▶ _REQUIREMENT_: Using the data beneath this instruction, retype only the lines from the one that contains "and untracked files." down to the one that contains "pub fn commit(config: &Config, root: &Path, message: &str)", both included, exactly as they appear.
- Opening Delimiter -
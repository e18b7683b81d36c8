//! Fake python, twine, git and gh programs for exercising the pipeline
//! without touching a real registry or hosting service.

use std::{
    fs, io,
    os::unix::fs::PermissionsExt,
    path::{Path, PathBuf},
};

use crate::config::{ApiToken, Config, Tools};

/// Token configured by [`FakeTools::config`].
pub(crate) const TEST_TOKEN: &str = "pypi-test-token";

/// Shared prologue: log the call, then honor `fail-<key>` marker files.
const PROLOGUE: &str = include_str!("../testdata/fake-tools/prologue.sh");

/// Script bodies, keyed by tool name. Failure keys: `build`, `install`,
/// `upload`, `gh`, and `git-<subcommand>`.
const SCRIPTS: [(&str, &str); 4] = [
    ("python", include_str!("../testdata/fake-tools/python.sh")),
    ("twine", include_str!("../testdata/fake-tools/twine.sh")),
    ("git", include_str!("../testdata/fake-tools/git.sh")),
    ("gh", include_str!("../testdata/fake-tools/gh.sh")),
];

/// One recorded invocation of a fake tool.
#[derive(Debug, Clone)]
pub(crate) struct Call {
    /// Which fake tool ran.
    pub tool: String,
    /// Working directory of the call.
    pub dir: PathBuf,
    /// Value of `TWINE_PASSWORD` seen by the tool, if any.
    pub token: Option<String>,
    /// Space-joined arguments.
    pub args: String,
}

/// A directory of executable fake tools that log every call.
pub(crate) struct FakeTools {
    /// Directory holding the scripts, the call log and failure markers.
    bin: PathBuf,
}

impl FakeTools {
    /// Write the fake tools under `<dir>/bin`.
    pub(crate) fn new(dir: &Path) -> io::Result<Self> {
        let bin = dir.join("bin");
        fs::create_dir_all(&bin)?;
        let tools = Self { bin };
        for (name, body) in SCRIPTS {
            tools.write_script(name, body)?;
        }
        Ok(tools)
    }

    /// Write one executable script.
    fn write_script(&self, name: &str, body: &str) -> io::Result<()> {
        let path = self.path(name);
        let prologue = PROLOGUE
            .replace("@BIN@", &self.bin.to_string_lossy())
            .replace("@TOOL@", name);
        fs::write(&path, format!("{prologue}{body}"))?;
        fs::set_permissions(&path, fs::Permissions::from_mode(0o755))
    }

    /// Make the step named `key` exit with `code`.
    pub(crate) fn fail(self, key: &str, code: i32) -> io::Result<Self> {
        fs::write(self.bin.join(format!("fail-{key}")), code.to_string())?;
        Ok(self)
    }

    /// Path of the fake `tool`.
    pub(crate) fn path(&self, tool: &str) -> PathBuf {
        self.bin.join(tool)
    }

    /// Configuration pointing every tool at its fake, with a token set.
    pub(crate) fn config(&self) -> Config {
        let mut config = Config::from_lookup(|_| None, &self.bin);
        config.token = Some(ApiToken::new(TEST_TOKEN));
        config.tools = Tools {
            python: self.path("python"),
            twine: self.path("twine"),
            git: self.path("git"),
            gh: self.path("gh"),
        };
        config
    }

    /// Calls recorded so far, in order.
    pub(crate) fn calls(&self) -> io::Result<Vec<Call>> {
        let log = match fs::read_to_string(self.bin.join("calls.log")) {
            Ok(log) => log,
            Err(err) if err.kind() == io::ErrorKind::NotFound => return Ok(Vec::new()),
            Err(err) => return Err(err),
        };
        Ok(log
            .lines()
            .filter_map(|line| {
                let mut parts = line.splitn(4, '\t');
                let tool = parts.next()?.to_string();
                let dir = PathBuf::from(parts.next()?);
                let token = match parts.next()? {
                    "-" => None,
                    value => Some(value.to_string()),
                };
                let args = parts.next().unwrap_or_default().to_string();
                Some(Call {
                    tool,
                    dir,
                    token,
                    args,
                })
            })
            .collect())
    }

    /// Tools invoked so far, in order.
    pub(crate) fn tool_sequence(&self) -> io::Result<Vec<String>> {
        Ok(self.calls()?.into_iter().map(|call| call.tool).collect())
    }
}
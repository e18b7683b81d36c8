#![deny(missing_docs)]
#![deny(rustdoc::missing_crate_level_docs)]
//! Command-line interface for reserving PyPI package names via the
//! libreserve crate.

use std::{
    env,
    io::{self, IsTerminal, Write},
    process,
    sync::Arc,
};

use anyhow::{Context, Result};
use clap::Parser;
use liboutput::{Output, Quiet, Terminal};
use libreserve::{Completion, Config, ReserveError, Reserver, expand_tilde};
use tracing::{debug, subscriber, warn};
use tracing_subscriber::EnvFilter;

/// Command-line argument definitions.
mod args;
/// Interactive collection of the package request.
mod prompts;

use args::Cli;
use prompts::{Answers, gather};

/// Install the stderr log subscriber. `RUST_LOG` takes precedence over `-v`.
fn init_tracing(verbose: u8) {
    let level = match verbose {
        0 => "warn",
        1 => "info",
        _ => "debug",
    };
    let filter = EnvFilter::try_from_default_env().unwrap_or_else(|_| EnvFilter::new(level));
    let collector = tracing_subscriber::fmt()
        .with_env_filter(filter)
        .with_writer(io::stderr)
        .with_target(false)
        .finish();

    if let Err(err) = subscriber::set_global_default(collector) {
        eprintln!("Failed to install log subscriber: {err}");
    }
}

fn main() -> Result<()> {
    let cli = Cli::parse();
    init_tracing(cli.verbose);

    // Determine color output preference early for error handling
    let color = if cli.color {
        true
    } else if cli.no_color {
        false
    } else {
        io::stdout().is_terminal()
    };

    let output: Arc<dyn Output> = if cli.quiet {
        Arc::new(Quiet)
    } else {
        Arc::new(Terminal::new(color))
    };

    if let Err(e) = run(cli, &output) {
        // Reset any existing colors only if color was enabled and stdout is a TTY
        if color && io::stdout().is_terminal() {
            print!("\x1b[0m");
            if let Err(flush_err) = io::stdout().flush() {
                eprintln!("Failed to flush stdout while resetting colors: {flush_err}");
            }
        }

        let exit_code = match e.downcast_ref::<ReserveError>() {
            Some(err @ ReserveError::UserAborted) => {
                if let Err(finish_err) = output.finish() {
                    eprintln!("Failed to flush output handler: {finish_err:#}");
                }
                err.exit_code()
            }
            Some(err) => {
                report(output.as_ref(), &e);
                err.exit_code()
            }
            None => {
                report(output.as_ref(), &e);
                1
            }
        };

        process::exit(exit_code);
    }

    Ok(())
}

/// Render a fatal error through the output handler.
fn report(output: &dyn Output, e: &anyhow::Error) {
    if let Err(display_err) = output.fail(&format!("{e:#}")) {
        eprintln!("Failed to report error via output handler: {display_err:#}");
    }
    if let Err(finish_err) = output.finish() {
        eprintln!("Failed to flush output handler: {finish_err:#}");
    }
}

/// Resolve configuration, gather the request and run the pipeline.
fn run(cli: Cli, output: &Arc<dyn Output>) -> Result<()> {
    let home = env::var("HOME").ok();
    let mut config = Config::from_env()?;
    if let Some(url) = &cli.repository_url {
        config.repository_url = url.clone();
    }
    if let Some(python) = &cli.python {
        config.tools.python = expand_tilde(python, home.as_deref());
    }
    debug!(?config, "configuration resolved");

    let answers = Answers {
        repo: cli.repo_choice(),
        name: cli.name,
        description: cli.description,
        base_dir: cli.base_dir,
    };
    let no_prompt = cli.no_prompt || cli.quiet;
    let gathered = gather(answers, &config, output.as_ref(), no_prompt, home.as_deref())?;

    let reserver = Reserver::new(config, Arc::clone(output));
    match reserver.run(&gathered.request, gathered.create_repo)? {
        Completion::Succeeded => {}
        Completion::SucceededWithWarning(err) => {
            warn!(%err, "finished with a warning");
        }
    }

    output.finish().context("Failed to flush output")?;
    Ok(())
}
use std::{
    path::{Path, PathBuf},
    result::Result as StdResult,
};

use crate::error::{ReserveError, Result};

/// Name of the directory the build backend writes artifacts into.
pub const DIST_DIR: &str = "dist";

/// A validated request to reserve one package name.
#[derive(Debug, Clone, PartialEq, Eq)]
pub struct PackageRequest {
    /// Distribution name, also used for the project and module directories.
    name: String,
    /// Free-form description written to the manifest and README.
    description: String,
    /// Directory the project directory is created in.
    base_dir: PathBuf,
}

impl PackageRequest {
    /// Validate and build a request. Surrounding whitespace is trimmed from
    /// the name; the description is kept verbatim.
    pub fn new(
        name: impl AsRef<str>,
        description: impl Into<String>,
        base_dir: impl Into<PathBuf>,
    ) -> Result<Self> {
        let name = name.as_ref().trim();
        validate_name(name).map_err(ReserveError::InvalidRequest)?;

        let base_dir = base_dir.into();
        if base_dir.as_os_str().is_empty() {
            return Err(ReserveError::InvalidRequest(
                "base directory must not be empty".to_string(),
            ));
        }

        Ok(Self {
            name: name.to_string(),
            description: description.into(),
            base_dir,
        })
    }

    /// Distribution name.
    pub fn name(&self) -> &str {
        &self.name
    }

    /// Package description.
    pub fn description(&self) -> &str {
        &self.description
    }

    /// Directory the project is created in.
    pub fn base_dir(&self) -> &Path {
        &self.base_dir
    }

    /// Root of the scaffolded project: `<base_dir>/<name>`.
    pub fn root(&self) -> PathBuf {
        self.base_dir.join(&self.name)
    }

    /// Directory holding built artifacts: `<root>/dist`.
    pub fn dist_dir(&self) -> PathBuf {
        self.root().join(DIST_DIR)
    }
}

/// Check that `name` is a valid distribution name: ASCII letters, digits,
/// `.`, `_` and `-`, starting and ending with a letter or digit.
pub fn validate_name(name: &str) -> StdResult<(), String> {
    if name.is_empty() {
        return Err("package name must not be empty".to_string());
    }

    if let Some(bad) = name
        .chars()
        .find(|ch| !(ch.is_ascii_alphanumeric() || matches!(ch, '.' | '_' | '-')))
    {
        return Err(format!(
            "package name '{name}' contains invalid character {bad:?}; \
             use ASCII letters, digits, '.', '_' or '-'"
        ));
    }

    let first = name.chars().next().unwrap_or_default();
    let last = name.chars().last().unwrap_or_default();
    if !first.is_ascii_alphanumeric() || !last.is_ascii_alphanumeric() {
        return Err(format!(
            "package name '{name}' must start and end with a letter or digit"
        ));
    }

    Ok(())
}
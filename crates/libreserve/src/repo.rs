use std::{fs, path::Path};

use tracing::info;

use crate::{
    config::Config,
    error::{RepoInitError, RepoStep},
    request::PackageRequest,
    tool::{self, ToolFailure},
};

/// Message used for the initial commit.
pub const INITIAL_COMMIT_MESSAGE: &str = "Initial commit";

/// Ignore rules for build output written before the initial commit.
const GITIGNORE: &str = "dist/\nbuild/\n*.egg-info/\n__pycache__/\n";

/// Initialise a repository in `root`, commit everything, and create and push
/// a public GitHub repository named after the package.
pub fn init_and_push(
    config: &Config,
    request: &PackageRequest,
    root: &Path,
) -> Result<(), RepoInitError> {
    write_gitignore(root)?;
    init(config, root)?;
    add_all(config, root)?;
    commit(config, root, INITIAL_COMMIT_MESSAGE)?;
    create_remote(config, request, root)?;
    info!(name = request.name(), "repository created and pushed");
    Ok(())
}

/// Write `.gitignore` unless one already exists.
fn write_gitignore(root: &Path) -> Result<(), RepoInitError> {
    let path = root.join(".gitignore");
    if path.exists() {
        return Ok(());
    }
    fs::write(&path, GITIGNORE).map_err(|err| RepoInitError {
        step: RepoStep::Ignore,
        message: format!("{}: {err}", path.display()),
    })
}

/// Run a git command in `root`, attributing failures to `step`.
fn run_git(
    config: &Config,
    root: &Path,
    step: RepoStep,
    args: &[&str],
) -> Result<(), RepoInitError> {
    let mut command = tool::command(&config.tools.git, root);
    command.args(args);
    tool::run(&mut command)
        .map(|_| ())
        .map_err(|failure| step_error(step, &failure))
}

/// Initialise a repository in `root`. Re-running on an existing repository is harmless.
pub fn init(config: &Config, root: &Path) -> Result<(), RepoInitError> {
    run_git(config, root, RepoStep::Init, &["init"])
}

/// Stage all tracked and untracked files.
pub fn add_all(config: &Config, root: &Path) -> Result<(), RepoInitError> {
    run_git(config, root, RepoStep::Add, &["add", "."])
}

/// Create a commit with the provided `message`.
pub fn commit(config: &Config, root: &Path, message: &str) -> Result<(), RepoInitError> {
    run_git(config, root, RepoStep::Commit, &["commit", "-m", message])
}

/// Create a public GitHub repository from `root` and push to it.
pub fn create_remote(
    config: &Config,
    request: &PackageRequest,
    root: &Path,
) -> Result<(), RepoInitError> {
    let mut command = tool::command(&config.tools.gh, root);
    command.args(["repo", "create", request.name(), "--public", "--source=.", "--push"]);
    if !request.description().trim().is_empty() {
        command.args(["--description", request.description()]);
    }
    tool::run(&mut command)
        .map(|_| ())
        .map_err(|failure| step_error(RepoStep::Create, &failure))
}

/// Describe a failed tool run for `step`.
fn step_error(step: RepoStep, failure: &ToolFailure) -> RepoInitError {
    RepoInitError {
        step,
        message: failure.describe(),
    }
}
//! Error type definitions.
//!
//! `ReconcileError` is the error surfaced by every scan, confirmation and deal
//! lifecycle operation. Each variant carries the ids a caller needs to decide
//! whether to retry, force, or offer a different flow.

use log::SetLoggerError;
use reqwest::Error as ReqwestError;
use serde::Serialize;
use serde_json::json;
use strum_macros::{AsRefStr, Display};
use thiserror::Error;

use super::categorization::FetchErrorKind;
use crate::storage::models::{DealStatus, ItemAction};

/// Error types for initialization failures.
#[derive(Error, Debug)]
#[allow(clippy::enum_variant_names)] // All variants end with "Error" by convention
pub enum InitializationError {
    /// Error initializing the logger.
    #[error("Logger initialization error: {0}")]
    LoggerError(#[from] SetLoggerError),

    /// Error initializing the HTTP client.
    #[error("HTTP client initialization error: {0}")]
    HttpClientError(#[from] ReqwestError),
}

/// Error types for database operations.
#[derive(Error, Debug)]
pub enum DatabaseError {
    /// Error creating the database file.
    #[error("Database file creation error: {0}")]
    FileCreationError(String),

    /// SQL execution error.
    #[error("SQL error: {0}")]
    SqlError(#[from] sqlx::Error),

    /// Schema migration error.
    #[error("Migration error: {0}")]
    MigrationError(#[from] sqlx::migrate::MigrateError),

    /// A stored value could not be decoded into its domain type.
    #[error("Invalid value {value:?} in column {column}")]
    InvalidValue { column: &'static str, value: String },
}

/// Record kinds referenced by errors and audit entries.
#[derive(Debug, Clone, Copy, PartialEq, Eq, Display, AsRefStr, Serialize)]
#[strum(serialize_all = "snake_case")]
#[serde(rename_all = "snake_case")]
pub enum Entity {
    Asset,
    Partner,
    Brand,
    Position,
    Deal,
    ScanResult,
    ScanResultItem,
}

/// Errors surfaced by the reconciliation engine.
#[derive(Error, Debug)]
pub enum ReconcileError {
    /// A referenced record does not exist (or an asset has no domain to scan).
    #[error("{entity} {id} not found")]
    NotFound { entity: Entity, id: i64 },

    /// The asset page could not be fetched. Never retried automatically.
    #[error("failed to fetch {url}: {kind}: {message}")]
    FetchFailure {
        url: String,
        kind: FetchErrorKind,
        message: String,
    },

    /// Required input is missing or inconsistent; nothing was mutated.
    #[error("validation failed: {message}")]
    Validation {
        message: String,
        missing: Vec<&'static str>,
    },

    /// The scan item already left the pending state.
    #[error("scan item {item_id} was already {action}")]
    AlreadyProcessed { item_id: i64, action: ItemAction },

    /// The brand is owned by a different partner.
    #[error("brand {brand_id} does not belong to partner {partner_id}")]
    BrandPartnerMismatch { brand_id: i64, partner_id: i64 },

    /// The position already holds an occupying deal.
    #[error("position {position_id} is already occupied{}", occupant_suffix(.occupying_deal_id))]
    PositionOccupied {
        position_id: i64,
        occupying_deal_id: Option<i64>,
    },

    /// The requested deal status change is not allowed.
    #[error("deal {deal_id} cannot move from {from} to {to}")]
    InvalidTransition {
        deal_id: i64,
        from: DealStatus,
        to: DealStatus,
    },

    /// Storage failure; the surrounding transaction was rolled back.
    #[error(transparent)]
    Database(#[from] DatabaseError),

    /// Unexpected failure; logged where it happened.
    #[error("internal error: {0}")]
    Internal(String),
}

impl From<sqlx::Error> for ReconcileError {
    fn from(e: sqlx::Error) -> Self {
        ReconcileError::Database(DatabaseError::SqlError(e))
    }
}

fn occupant_suffix(deal_id: &Option<i64>) -> String {
    deal_id.map(|id| format!(" by deal {id}")).unwrap_or_default()
}

/// Serializable error payload handed back to callers.
#[derive(Debug, Clone, Serialize)]
pub struct ErrorBody {
    pub code: &'static str,
    pub message: String,
    pub details: serde_json::Value,
}

impl ReconcileError {
    /// Stable machine-readable error code.
    pub fn code(&self) -> &'static str {
        match self {
            ReconcileError::NotFound { .. } => "NOT_FOUND",
            ReconcileError::FetchFailure { .. } => "FETCH_FAILURE",
            ReconcileError::Validation { .. } => "VALIDATION_ERROR",
            ReconcileError::AlreadyProcessed { .. } => "ALREADY_PROCESSED",
            ReconcileError::BrandPartnerMismatch { .. } => "BRAND_PARTNER_MISMATCH",
            ReconcileError::PositionOccupied { .. } => "POSITION_OCCUPIED",
            ReconcileError::InvalidTransition { .. } => "INVALID_TRANSITION",
            ReconcileError::Database(_) | ReconcileError::Internal(_) => "INTERNAL_ERROR",
        }
    }

    /// Builds the payload returned to the caller.
    ///
    /// Storage and internal failures only expose a generic message; their
    /// detail is in the logs.
    pub fn to_body(&self) -> ErrorBody {
        let details = match self {
            ReconcileError::NotFound { entity, id } => json!({ "entity": entity, "id": id }),
            ReconcileError::FetchFailure { url, kind, .. } => json!({ "url": url, "kind": kind }),
            ReconcileError::Validation { missing, .. } => json!({ "missing": missing }),
            ReconcileError::AlreadyProcessed { item_id, action } => {
                json!({ "item_id": item_id, "action": action })
            }
            ReconcileError::BrandPartnerMismatch {
                brand_id,
                partner_id,
            } => json!({ "brand_id": brand_id, "partner_id": partner_id }),
            ReconcileError::PositionOccupied {
                position_id,
                occupying_deal_id,
            } => json!({ "position_id": position_id, "occupying_deal_id": occupying_deal_id }),
            ReconcileError::InvalidTransition { deal_id, from, to } => {
                json!({ "deal_id": deal_id, "from": from, "to": to })
            }
            ReconcileError::Database(_) | ReconcileError::Internal(_) => json!({}),
        };
        let message = match self {
            ReconcileError::Database(_) | ReconcileError::Internal(_) => {
                "internal error".to_string()
            }
            other => other.to_string(),
        };
        ErrorBody {
            code: self.code(),
            message,
            details,
        }
    }

    /// Shorthand for a missing record.
    pub fn not_found(entity: Entity, id: i64) -> Self {
        ReconcileError::NotFound { entity, id }
    }
}

#[cfg(test)]
mod tests {
    use super::*;

    #[test]
    fn test_entity_display_is_snake_case() {
        assert_eq!(Entity::ScanResultItem.to_string(), "scan_result_item");
        assert_eq!(Entity::Asset.as_ref(), "asset");
    }

    #[test]
    fn test_not_found_message_and_body() {
        let err = ReconcileError::not_found(Entity::Asset, 42);
        assert_eq!(err.to_string(), "asset 42 not found");
        let body = err.to_body();
        assert_eq!(body.code, "NOT_FOUND");
        assert_eq!(body.details["entity"], "asset");
        assert_eq!(body.details["id"], 42);
    }

    #[test]
    fn test_position_occupied_carries_ids() {
        let err = ReconcileError::PositionOccupied {
            position_id: 7,
            occupying_deal_id: Some(3),
        };
        assert_eq!(err.to_string(), "position 7 is already occupied by deal 3");
        let body = err.to_body();
        assert_eq!(body.code, "POSITION_OCCUPIED");
        assert_eq!(body.details["position_id"], 7);
        assert_eq!(body.details["occupying_deal_id"], 3);

        let err = ReconcileError::PositionOccupied {
            position_id: 7,
            occupying_deal_id: None,
        };
        assert_eq!(err.to_string(), "position 7 is already occupied");
    }

    #[test]
    fn test_already_processed_reports_action() {
        let err = ReconcileError::AlreadyProcessed {
            item_id: 5,
            action: ItemAction::Ignored,
        };
        assert_eq!(err.to_string(), "scan item 5 was already ignored");
        assert_eq!(err.to_body().details["action"], "ignored");
    }

    #[test]
    fn test_internal_errors_hide_detail() {
        let err = ReconcileError::Internal("pool exhausted at 0x1f".to_string());
        let body = err.to_body();
        assert_eq!(body.code, "INTERNAL_ERROR");
        assert_eq!(body.message, "internal error");
    }
}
- Closing Delimiter -
▶ _RESULT FOR THIS TASK_:
/// Stage all tracked and untracked files.
pub fn add_all(config: &Config, root: &Path) -> Result<(), RepoInitError> {
    run_git(config, root, RepoStep::Add, &["add", "."])
}

/// Create a commit with the provided `message`.
pub fn commit(config: &Config, root: &Path, message: &str) -> Result<(), RepoInitError> {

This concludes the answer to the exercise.